### [What to do]
How many of the lines below hold "PartialEq"? Only the number, please.

### [Saved data entries]
+++++

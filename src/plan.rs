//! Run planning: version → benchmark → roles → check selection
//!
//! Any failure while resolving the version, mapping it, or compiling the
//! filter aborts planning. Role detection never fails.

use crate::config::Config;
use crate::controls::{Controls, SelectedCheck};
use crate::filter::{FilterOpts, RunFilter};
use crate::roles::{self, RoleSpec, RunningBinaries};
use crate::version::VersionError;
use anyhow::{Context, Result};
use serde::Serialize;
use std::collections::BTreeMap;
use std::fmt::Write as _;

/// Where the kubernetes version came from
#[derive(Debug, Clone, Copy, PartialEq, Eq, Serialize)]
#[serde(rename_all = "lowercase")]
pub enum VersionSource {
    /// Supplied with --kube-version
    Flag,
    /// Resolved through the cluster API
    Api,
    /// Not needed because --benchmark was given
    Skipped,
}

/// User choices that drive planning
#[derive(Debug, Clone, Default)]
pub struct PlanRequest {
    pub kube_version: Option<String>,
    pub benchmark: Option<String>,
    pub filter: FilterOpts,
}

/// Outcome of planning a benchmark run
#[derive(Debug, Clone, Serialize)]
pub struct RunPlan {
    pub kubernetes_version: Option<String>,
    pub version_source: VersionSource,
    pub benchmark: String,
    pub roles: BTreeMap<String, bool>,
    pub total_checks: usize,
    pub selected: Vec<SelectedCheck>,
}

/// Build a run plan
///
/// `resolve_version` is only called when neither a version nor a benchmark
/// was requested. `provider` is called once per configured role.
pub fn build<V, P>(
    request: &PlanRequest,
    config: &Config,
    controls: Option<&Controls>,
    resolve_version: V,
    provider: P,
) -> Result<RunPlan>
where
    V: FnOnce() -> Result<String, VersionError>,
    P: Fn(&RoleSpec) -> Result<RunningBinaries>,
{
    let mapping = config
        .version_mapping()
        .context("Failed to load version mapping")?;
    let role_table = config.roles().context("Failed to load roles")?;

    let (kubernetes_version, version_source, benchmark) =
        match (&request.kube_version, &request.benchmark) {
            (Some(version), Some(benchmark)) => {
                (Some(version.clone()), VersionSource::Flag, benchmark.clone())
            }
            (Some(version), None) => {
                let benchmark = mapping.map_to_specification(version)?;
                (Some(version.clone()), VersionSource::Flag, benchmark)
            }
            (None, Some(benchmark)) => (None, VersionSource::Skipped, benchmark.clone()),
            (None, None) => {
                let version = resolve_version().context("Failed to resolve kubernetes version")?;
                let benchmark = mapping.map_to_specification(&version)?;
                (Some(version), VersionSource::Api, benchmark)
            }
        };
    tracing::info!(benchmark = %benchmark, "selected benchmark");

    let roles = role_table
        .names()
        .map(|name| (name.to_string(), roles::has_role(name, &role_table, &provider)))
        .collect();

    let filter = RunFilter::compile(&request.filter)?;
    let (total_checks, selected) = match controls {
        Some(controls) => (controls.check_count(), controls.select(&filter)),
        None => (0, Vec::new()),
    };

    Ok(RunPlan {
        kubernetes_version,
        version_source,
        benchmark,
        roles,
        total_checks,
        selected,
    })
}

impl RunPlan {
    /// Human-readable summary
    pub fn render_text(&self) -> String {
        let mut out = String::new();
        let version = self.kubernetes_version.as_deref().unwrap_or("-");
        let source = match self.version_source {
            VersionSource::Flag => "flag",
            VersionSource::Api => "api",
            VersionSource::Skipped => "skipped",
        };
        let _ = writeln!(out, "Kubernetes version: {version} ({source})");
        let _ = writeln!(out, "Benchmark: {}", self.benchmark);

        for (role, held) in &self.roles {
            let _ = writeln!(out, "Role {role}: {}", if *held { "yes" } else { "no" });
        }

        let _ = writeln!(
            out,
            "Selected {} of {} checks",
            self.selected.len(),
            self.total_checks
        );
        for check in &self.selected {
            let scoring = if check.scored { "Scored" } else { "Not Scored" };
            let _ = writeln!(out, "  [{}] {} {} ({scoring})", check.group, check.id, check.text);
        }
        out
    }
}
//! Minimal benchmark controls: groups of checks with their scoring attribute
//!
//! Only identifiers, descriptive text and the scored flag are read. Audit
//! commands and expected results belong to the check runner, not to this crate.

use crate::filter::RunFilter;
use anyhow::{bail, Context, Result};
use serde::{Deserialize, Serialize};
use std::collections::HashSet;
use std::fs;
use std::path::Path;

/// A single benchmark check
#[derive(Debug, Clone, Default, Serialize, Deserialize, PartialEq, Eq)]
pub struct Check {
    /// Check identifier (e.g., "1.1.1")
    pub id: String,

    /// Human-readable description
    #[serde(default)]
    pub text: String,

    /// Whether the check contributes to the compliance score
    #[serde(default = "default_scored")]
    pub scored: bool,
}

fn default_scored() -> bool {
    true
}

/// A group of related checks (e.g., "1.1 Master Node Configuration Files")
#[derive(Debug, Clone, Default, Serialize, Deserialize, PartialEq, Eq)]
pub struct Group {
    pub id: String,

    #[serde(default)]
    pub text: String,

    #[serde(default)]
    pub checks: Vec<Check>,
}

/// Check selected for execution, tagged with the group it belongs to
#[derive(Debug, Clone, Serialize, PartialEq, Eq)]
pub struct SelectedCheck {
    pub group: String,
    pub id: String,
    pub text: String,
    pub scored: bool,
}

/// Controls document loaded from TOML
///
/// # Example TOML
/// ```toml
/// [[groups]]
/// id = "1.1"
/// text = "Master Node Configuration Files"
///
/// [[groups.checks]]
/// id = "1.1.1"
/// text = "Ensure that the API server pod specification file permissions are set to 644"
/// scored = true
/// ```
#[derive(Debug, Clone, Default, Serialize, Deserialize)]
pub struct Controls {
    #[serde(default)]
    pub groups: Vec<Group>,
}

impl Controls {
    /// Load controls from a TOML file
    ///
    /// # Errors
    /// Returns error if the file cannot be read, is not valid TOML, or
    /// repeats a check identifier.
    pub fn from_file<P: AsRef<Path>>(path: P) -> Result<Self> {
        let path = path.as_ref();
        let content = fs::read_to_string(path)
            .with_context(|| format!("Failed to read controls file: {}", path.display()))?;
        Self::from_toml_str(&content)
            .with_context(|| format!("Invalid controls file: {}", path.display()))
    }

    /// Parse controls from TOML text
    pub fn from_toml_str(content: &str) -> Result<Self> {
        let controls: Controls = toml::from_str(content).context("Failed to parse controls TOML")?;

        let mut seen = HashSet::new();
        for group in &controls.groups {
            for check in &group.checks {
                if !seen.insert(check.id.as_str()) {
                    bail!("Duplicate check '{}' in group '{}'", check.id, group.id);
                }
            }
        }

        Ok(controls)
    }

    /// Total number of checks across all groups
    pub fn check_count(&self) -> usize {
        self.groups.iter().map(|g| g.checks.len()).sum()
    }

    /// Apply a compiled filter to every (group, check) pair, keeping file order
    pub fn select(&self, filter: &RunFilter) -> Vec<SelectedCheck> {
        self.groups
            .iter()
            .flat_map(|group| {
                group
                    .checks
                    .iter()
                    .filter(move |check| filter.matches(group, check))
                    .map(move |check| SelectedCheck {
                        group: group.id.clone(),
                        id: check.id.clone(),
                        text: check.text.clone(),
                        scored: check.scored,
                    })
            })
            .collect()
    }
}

+++++

### [Task solution]
4